American composer and music editor

John Leonard Strauss (April 28, 1920 – February 14, 2011) was an American television and film composer and music editor. Strauss co-wrote the theme song for the NBC television series, Car 54, Where Are You?, with Nat Hiken. He also won a Grammy Award for his work as the producer of the soundtrack for the 1984 film, Amadeus. He also frequently collaborated with director Woody Allen in his films, including Take the Money and Run in 1969 and Everything You Always Wanted to Know About Sex* (*But Were Afraid to Ask) in 1972.

==Biography==
Strauss was born in New York City. He served in the United States Army in both North Africa and France during World War II. He studied at Yale University with Paul Hindemith following the end of the war.
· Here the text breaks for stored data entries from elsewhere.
/// A partial workflow, as sent to the persistence API on create/update.
///
/// `None` fields are left unchanged.
#[derive(Debug, Clone, PartialEq, Default, Serialize, Deserialize)]
pub struct WorkflowUpdate {
    #[serde(default, skip_serializing_if = "Option::is_none")]
    pub name: Option<String>,
    /// `Some(None)` clears the description.
    #[serde(
        default,
        deserialize_with = "present",
        skip_serializing_if = "Option::is_none"
    )]
    pub description: Option<Option<String>>,
    #[serde(default, skip_serializing_if = "Option::is_none")]
    pub actions: Option<Vec<Action>>,
    #[serde(default, skip_serializing_if = "Option::is_none")]
    pub trigger: Option<JsonValue>,
    #[serde(default, skip_serializing_if = "Option::is_none")]
    pub trigger_masking: Option<TriggerMasking>,
    #[serde(default, skip_serializing_if = "Option::is_none")]
    pub conversion: Option<Conversion>,
    #[serde(default, skip_serializing_if = "Option::is_none")]
    pub exit_condition: Option<ExitCondition>,
    #[serde(default, skip_serializing_if = "Option::is_none")]
    pub status: Option<WorkflowStatus>,
    #[serde(default, skip_serializing_if = "Option::is_none")]
    pub team_id: Option<i64>,
    /// Unmodelled workflow fields, merged over the stored ones.
    #[serde(flatten)]
    pub extra: Map<String, JsonValue>,
}

impl WorkflowUpdate {
    /// Applies the set fields onto `workflow`.
    pub fn apply_to(self, workflow: &mut Workflow) {
        if let Some(name) = self.name {
            workflow.name = name;
        }
        if let Some(description) = self.description {
            workflow.description = Some(description);
        }
        if let Some(team_id) = self.team_id {
            workflow.team_id = team_id;
        }
        workflow.extra.extend(self.extra);
        if let Some(actions) = self.actions {
            workflow.actions = actions;
        }
        if let Some(trigger) = self.trigger {
            workflow.trigger = trigger;
        }
        if let Some(trigger_masking) = self.trigger_masking {
            workflow.trigger_masking = trigger_masking;
        }
        if let Some(conversion) = self.conversion {
            workflow.conversion = conversion;
        }
        if let Some(exit_condition) = self.exit_condition {
            workflow.exit_condition = exit_condition;
        }
        if let Some(status) = self.status {
            workflow.status = status;
        }
    }
}

impl From<&Workflow> for WorkflowUpdate {
    fn from(workflow: &Workflow) -> Self {
        Self {
            name: Some(workflow.name.clone()),
            description: workflow.description.clone(),
            actions: Some(workflow.actions.clone()),
            trigger: Some(workflow.trigger.clone()),
            trigger_masking: Some(workflow.trigger_masking.clone()),
            conversion: Some(workflow.conversion.clone()),
            exit_condition: Some(workflow.exit_condition),
            status: Some(workflow.status),
            team_id: Some(workflow.team_id),
            extra: workflow.extra.clone(),
        }
    }
}
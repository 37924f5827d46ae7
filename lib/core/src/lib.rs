//! Core identifiers and utilities for flowcanvas.
//!
//! This crate provides the foundational types shared by the workflow model and
//! the editor engine: typed ids, injectable clocks and id generators, and the
//! rootcause-based `Result` alias.

pub mod clock;
pub mod error;
pub mod id;

pub use clock::{Clock, FixedClock, IdGenerator, SequentialIdGenerator, SystemClock, UlidGenerator};
pub use error::Result;
pub use id::{ActionId, ParseIdError, WorkflowId};
//! Removing steps while keeping the graph connected.

use crate::error::EditError;
use crate::projection::edge_id;
use flowcanvas_core::ActionId;
use flowcanvas_workflow::{Action, CONTINUE_BRANCH, NextAction, NextActions};
use std::collections::{HashMap, HashSet};
use tracing::debug;

/// Removes `deleted` from `actions` and reconnects what is left.
///
/// A retained branch that led into a deleted step is rewired to that step's
/// `continue` successor. Runs of deleted steps are skipped until a retained
/// successor is found. If the chain ends at a deleted step without a
/// `continue` branch, or loops back on itself, the branch is dropped.
///
/// The rewired branch keeps the label of the last skipped step's `continue`
/// branch only when the retained step has the same type as that skipped step.
///
/// Callers must not pass the trigger or exit step.
///
/// # Errors
///
/// - `ActionNotFound` if an id in `deleted` is not a step of `actions`
/// - `DanglingEdgeTarget` if a skipped step's `continue` branch leads to a
///   step that does not exist
pub fn delete_actions(actions: &[Action], deleted: &[ActionId]) -> Result<Vec<Action>, EditError> {
    let by_id: HashMap<&ActionId, &Action> = actions.iter().map(|a| (&a.id, a)).collect();
    for action_id in deleted {
        if !by_id.contains_key(action_id) {
            return Err(EditError::ActionNotFound {
                action_id: action_id.clone(),
            });
        }
    }
    let deleted: HashSet<&ActionId> = deleted.iter().collect();

    let mut rewired = 0usize;
    let mut dropped = 0usize;
    let mut retained = Vec::with_capacity(actions.len().saturating_sub(deleted.len()));
    for action in actions.iter().filter(|a| !deleted.contains(&a.id)) {
        let mut next_actions = NextActions::new();
        for (branch, next) in action.next_actions.iter() {
            if !deleted.contains(&next.action_id) {
                next_actions.insert(branch, next.clone());
                continue;
            }
            match resolve_successor(action, &next.action_id, &by_id, &deleted)? {
                Some(successor) => {
                    next_actions.insert(branch, successor);
                    rewired += 1;
                }
                None => dropped += 1,
            }
        }
        retained.push(Action {
            next_actions,
            ..action.clone()
        });
    }

    debug!(
        deleted = deleted.len(),
        rewired, dropped, "deleted steps and reconnected graph"
    );
    Ok(retained)
}

/// Follows `continue` branches from the deleted step `start` to the first
/// retained step.
fn resolve_successor(
    upstream: &Action,
    start: &ActionId,
    by_id: &HashMap<&ActionId, &Action>,
    deleted: &HashSet<&ActionId>,
) -> Result<Option<NextAction>, EditError> {
    let mut visited: HashSet<&ActionId> = HashSet::from([start]);
    let mut current = start;

    loop {
        let Some(skipped) = by_id.get(current) else {
            return Ok(None);
        };
        let Some(next) = skipped.next_actions.continue_action() else {
            return Ok(None);
        };

        if !by_id.contains_key(&next.action_id) {
            return Err(EditError::DanglingEdgeTarget {
                edge_id: edge_id(CONTINUE_BRANCH, &skipped.id, &next.action_id),
                target: next.action_id.clone(),
            });
        }

        if !deleted.contains(&next.action_id) {
            let label = if upstream.action_type == skipped.action_type {
                next.label.clone()
            } else {
                None
            };
            return Ok(Some(NextAction {
                action_id: next.action_id.clone(),
                label,
            }));
        }

        if !visited.insert(&next.action_id) {
            return Ok(None);
        }
        current = &next.action_id;
    }
}

#[cfg(test)]
mod tests {
    use super::*;
    use flowcanvas_workflow::{ActionType, Workflow};

    fn ids(list: &[&str]) -> Vec<ActionId> {
        list.iter().map(|id| ActionId::from(*id)).collect()
    }

    fn step<'a>(actions: &'a [Action], id: &str) -> &'a Action {
        actions
            .iter()
            .find(|a| a.id.as_str() == id)
            .expect("step present")
    }

    fn linear(middle: &[(&str, ActionType)]) -> Vec<Action> {
        let mut actions = Vec::new();
        let first = middle.first().map_or("exit_node", |(id, _)| *id);
        actions.push(Action::new("trigger_node", ActionType::Trigger, "").with_next(
            "continue",
            first,
            None,
        ));
        for (index, (id, action_type)) in middle.iter().enumerate() {
            let next = middle.get(index + 1).map_or("exit_node", |(id, _)| *id);
            actions.push(
                Action::new(*id, action_type.clone(), "").with_next(
                    "continue",
                    next,
                    Some(&format!("from {id}")),
                ),
            );
        }
        actions.push(Action::new("exit_node", ActionType::Exit, ""));
        actions
    }

    #[test]
    fn delete_reconnects_around_step() {
        let actions = linear(&[
            ("a", ActionType::Delay),
            ("b", ActionType::Delay),
            ("c", ActionType::Delay),
        ]);
        let updated = delete_actions(&actions, &ids(&["b"])).expect("delete");

        assert_eq!(updated.len(), 4);
        assert!(updated.iter().all(|a| a.id.as_str() != "b"));
        assert!(!updated.iter().any(|a| a.points_to(&ActionId::from("b"))));
        assert_eq!(
            step(&updated, "a")
                .next_actions
                .continue_action()
                .map(|n| n.action_id.as_str()),
            Some("c")
        );
        assert_eq!(actions.len(), 5);
    }

    #[test]
    fn label_kept_for_same_type_only() {
        let same = linear(&[("a", ActionType::Message), ("b", ActionType::Message)]);
        let updated = delete_actions(&same, &ids(&["b"])).expect("delete");
        assert_eq!(
            step(&updated, "a").next_actions.continue_action(),
            Some(&NextAction::new("exit_node", Some("from b")))
        );

        let mixed = linear(&[("a", ActionType::Delay), ("b", ActionType::Message)]);
        let updated = delete_actions(&mixed, &ids(&["b"])).expect("delete");
        assert_eq!(
            step(&updated, "a").next_actions.continue_action(),
            Some(&NextAction::new("exit_node", None))
        );
    }

    #[test]
    fn branch_dropped_when_deleted_step_has_no_continue() {
        let actions = vec![
            Action::new("trigger_node", ActionType::Trigger, "").with_next("continue", "w", None),
            Action::new("w", ActionType::WaitUntilCondition, "")
                .with_next("continue", "exit_node", None)
                .with_next("abort", "dead_end", None),
            Action::new("dead_end", ActionType::Delay, ""),
            Action::new("exit_node", ActionType::Exit, ""),
        ];
        let updated = delete_actions(&actions, &ids(&["dead_end"])).expect("delete");
        let wait = step(&updated, "w");
        assert_eq!(wait.next_actions.len(), 1);
        assert!(wait.next_actions.get("abort").is_none());
    }

    #[test]
    fn chain_of_deleted_steps_is_skipped() {
        let actions = linear(&[
            ("a", ActionType::Delay),
            ("b", ActionType::Delay),
            ("c", ActionType::Delay),
            ("d", ActionType::Delay),
        ]);
        let updated = delete_actions(&actions, &ids(&["b", "c"])).expect("delete");

        assert_eq!(
            step(&updated, "a").next_actions.continue_action(),
            Some(&NextAction::new("d", Some("from c")))
        );
        let workflow = Workflow::new_draft().with_actions(updated);
        assert!(workflow.validate().is_ok());
    }

    #[test]
    fn deleted_cycle_drops_branch() {
        let actions = vec![
            Action::new("trigger_node", ActionType::Trigger, "").with_next("continue", "a", None),
            Action::new("a", ActionType::Delay, "").with_next("continue", "b", None),
            Action::new("b", ActionType::Delay, "").with_next("continue", "a", None),
            Action::new("exit_node", ActionType::Exit, ""),
        ];
        let updated = delete_actions(&actions, &ids(&["a", "b"])).expect("delete");
        assert!(step(&updated, "trigger_node").next_actions.is_empty());
    }

    #[test]
    fn delete_rejects_unknown_ids() {
        let actions = Workflow::new_draft().actions;
        assert_eq!(
            delete_actions(&actions, &ids(&["ghost"])),
            Err(EditError::ActionNotFound {
                action_id: ActionId::from("ghost")
            })
        );
    }

    #[test]
    fn delete_rejects_dangling_successor() {
        let actions = vec![
            Action::new("trigger_node", ActionType::Trigger, "").with_next("continue", "a", None),
            Action::new("a", ActionType::Delay, "").with_next("continue", "ghost", None),
            Action::new("exit_node", ActionType::Exit, ""),
        ];
        assert!(matches!(
            delete_actions(&actions, &ids(&["a"])),
            Err(EditError::DanglingEdgeTarget { .. })
        ));
    }
}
In addition to co-writing the theme song for the TV sitcom Car 54, Where Are You?, Strauss won an Emmy Award in sound editing for his work on the 1978 television movie, The Amazing Howard Hughes.
 He also wrote the theme song for The Phil Silvers Show. Strauss appeared briefly as an orchestra conductor in the film Amadeus.

==Personal life==
Strauss married actress Charlotte Rae on November 4, 1951, but the marriage ended in divorce in 1976 when he came out as bisexual. The couple had two sons, Larry and Andrew. Strauss' partner, Lionel Friedman, died in 2003.

A longtime resident of Los Angeles, Strauss died in the city on February 14, 2011, of Parkinson's disease, at the age of 90.